Careful statement: we have strong simulation evidence and a positive expected-resource account supporting the existence of long-run positive-return pressure-controlled strategies. We do not yet have a formal proof of almost-sure infinite survival across all random environments.

9. Replay citation review

The article does not embed all 22 recordings.
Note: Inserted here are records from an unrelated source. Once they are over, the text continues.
//! Generator Adapter contract (§6): `chat(messages, temperature,
//! max_tokens) -> text`, with the adapter responsible for its own
//! exponential-backoff retry. An external collaborator per §1 — the core
//! depends only on the `GeneratorAdapter` trait.

pub mod openai;
pub mod parsing;

use async_trait::async_trait;

use crate::error::GeneratorError;

#[derive(Debug, Clone)]
pub struct ChatMessage {
    pub role: &'static str,
    pub content: String,
}

impl ChatMessage {
    pub fn system(content: impl Into<String>) -> Self {
        ChatMessage {
            role: "system",
            content: content.into(),
        }
    }

    pub fn user(content: impl Into<String>) -> Self {
        ChatMessage {
            role: "user",
            content: content.into(),
        }
    }
}

#[async_trait]
pub trait GeneratorAdapter: Send + Sync {
    async fn chat(
        &self,
        messages: &[ChatMessage],
        temperature: f32,
        max_tokens: u32,
    ) -> Result<String, GeneratorError>;

    fn model(&self) -> &str;
    fn provider(&self) -> &str;
}

/// Shared exponential-backoff retry loop (`delay * 2^attempt`, capped),
/// the same shape as `bpmn_integration/event_bridge.rs`'s reconnect
/// backoff in the teacher repo. Concrete adapters call this around
/// their own single-request implementation so every adapter gets the
/// same retry discipline without duplicating the loop.
pub async fn chat_with_backoff<F, Fut>(
    max_retries: u32,
    initial_backoff_ms: u64,
    max_backoff_ms: u64,
    mut attempt_once: F,
) -> Result<String, GeneratorError>
where
    F: FnMut() -> Fut,
    Fut: std::future::Future<Output = Result<String, GeneratorError>>,
{
    let mut attempt = 0u32;

    let last_error = loop {
        match attempt_once().await {
            Ok(text) => return Ok(text),
            Err(e) => {
                attempt += 1;
                if attempt > max_retries {
                    break e;
                }
                let backoff = initial_backoff_ms
                    .saturating_mul(2u64.saturating_pow(attempt - 1))
                    .min(max_backoff_ms);
                tokio::time::sleep(std::time::Duration::from_millis(backoff)).await;
            }
        }
    };

    Err(GeneratorError::RetriesExhausted {
        attempts: attempt,
        last_error: last_error.to_string(),
    })
}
It uses selected replays as evidence for specific claims.

Use in articleReplayJudgment
baselineastar_seed0.jsonNot a high-score run, but useful for showing shortest-path limitations.
wall economyeconomic_seed0.jsonShows walls as passable priced cells; not used as best-score evidence.
NoGrow stage ceilingno_grow_strict_seed0.json1500. Core evidence.
space scoringl5_space_seed0.json1500. Good article evidence.
score-rush peakl6_tail_guard_seed0.json2190. The most important score-rush replay.
Depth-2 planningl7_depth2_seed0.json1660. Useful for showing shallow two-step planning.
failed branchesl11_tail_stall_seed0.json / l12_cycle_seed0.jsonAccurate negative evidence.
pressure steady statel16_min_length_all_size_seed0.json / l17_endurance_seed1.jsonUsed as steady-state segments, not full-game records.

The remaining recordings stay in the replay library as appendices. Long-run or clipped recordings such as L8/L9/L10/L13 should not be cited as final-score proof; they are better used as supplementary strategy evidence.